Tom Serfass grew up in the Poconos region of Pennsylvania, and saw first-hand the impacts of sprawl development on the wildlife he loved. So it wasn’t surprising that he returned to the Ponoco region to begin one of the most successful reintroduction programs in the country—bringing the nearly extinct river otter back to a large swath of Pennsylvania.

As a professor at East Stroudsburg University, and later Penn State and Frostburg State University, Serfass has been the architect of the river otter reintroduction effort in Pennsylvania and a consulting biologist for reintroduction efforts across the country and worldwide.

He and his program are also long-time recipients of numerous grants from DCNR’s Wild Resource Conservation Program, which has supported the otter reintroduction effort over the years. Serfass came to DCNR last month as the featured speaker of the monthly Rachel Carson Lecture Series on environmental issues.

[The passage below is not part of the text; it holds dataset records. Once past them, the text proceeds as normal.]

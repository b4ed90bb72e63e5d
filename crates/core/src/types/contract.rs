//! Smart-contract records registered with an Arkane application.

use serde::{Deserialize, Serialize};

use super::ContractId;

/// A smart contract deployed through the Arkane business API.
///
/// Only `id` and `system_name` take part in endpoint resolution; the rest is
/// descriptive metadata carried along from the business API.
#[derive(Debug, Clone, PartialEq, Eq, Serialize, Deserialize)]
#[serde(rename_all = "camelCase")]
pub struct Contract {
    /// Numeric contract id assigned by Arkane
    pub id: ContractId,
    /// Stable name used to look the contract up from application code
    pub system_name: String,
    /// Human-readable name
    #[serde(default, skip_serializing_if = "Option::is_none")]
    pub name: Option<String>,
    /// Free-form description
    #[serde(default, skip_serializing_if = "Option::is_none")]
    pub description: Option<String>,
    /// Token symbol
    #[serde(default, skip_serializing_if = "Option::is_none")]
    pub symbol: Option<String>,
    /// On-chain address once deployed
    #[serde(default, skip_serializing_if = "Option::is_none")]
    pub contract_address: Option<String>,
}

impl Contract {
    /// Create a contract record with no metadata.
    #[must_use]
    pub fn new(id: impl Into<ContractId>, system_name: impl Into<String>) -> Self {
        Self {
            id: id.into(),
            system_name: system_name.into(),
            name: None,
            description: None,
            symbol: None,
            contract_address: None,
        }
    }
}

Over the course of the 20th century, river otters—once ubiquitous across Pennsylvania—began a serious decline due to over-trapping and poor water quality. Without the small fish and crayfish otter depend on for their primary food sources, otters could no longer survive in the wild.

Serfass and a team of assistants captured wild otters still living in the Ponoco region, along with otters captured in the Adirondacks, and kept them healthy and inoculated over the winter for releases into the wild beginning in the mid-1990s.

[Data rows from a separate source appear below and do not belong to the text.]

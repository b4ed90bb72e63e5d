//! Arkane Core - Shared data types.
//!
//! This crate provides the data model used by the Arkane Network client
//! configuration layer:
//! - `endpoints` - Resolves REST endpoint URIs from these types
//! - `cli` - Prints resolved endpoints for a configuration
//!
//! # Architecture
//!
//! The core crate contains only types - no I/O, no environment access,
//! no HTTP clients. This keeps it lightweight and allows it to be used anywhere.
//!
//! # Modules
//!
//! - [`types`] - User profiles, application and contract ids, domain pairs,
//!   authentication modes and contract records

#![cfg_attr(not(test), forbid(unsafe_code))]

pub mod types;

pub use types::*;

Initially, otters were released in Tionesta, Loyalsock and Pine Creeks in northwestern Pennsylvania, and have since been released in central and southwestern parts of the state, including the Youghiogheny watershed. Today, the otters are thriving and moving across the state on their own.

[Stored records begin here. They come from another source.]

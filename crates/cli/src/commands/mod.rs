//! CLI command implementations.

pub mod contracts;
pub mod endpoints;

use std::io::Write;

/// Write one block of command output to stdout.
fn emit(text: &str) -> std::io::Result<()> {
    let mut stdout = std::io::stdout().lock();
    writeln!(stdout, "{text}")
}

“We made a lot of mistakes, but we always adhered to a rigorous protocol and we always looked at ethical issues,” explained Serfass.

One of the first issues to arise was the concern that fishermen across the state would resent the reintroduction of a carnivorous species that competed for fish. Serfass and his graduate students conducted research to determine what otters were really eating in the wild. They analyzed otter droppings to find that otters primarily concentrated on slow-moving fish like creek chub, not prized trout that anglers would favor.

They also discovered that crayfish made up a huge part of the otter diet. Once they were able to share this information with anglers, their objections to the re-introductions stopped, explained Serfass.

“We had up to 200 people watching some of these releases,” he explained.

Today Serfass and his graduate students are working on monitoring the released otters’ movements across Pennsylvania to see how rapidly their numbers are increasing, to follow their dispersal patterns, and to learn more about the family and individual behaviors of this highly secretive and nocturnal animal.

Graduate students like Emily Just spend their time analyzing otter “latrine” sites to determine numbers of otters visiting, leaving scents and how they interact as family groups. Serfass said he hopes DCNR can help in future years recruiting volunteer monitors and continuing support for the research.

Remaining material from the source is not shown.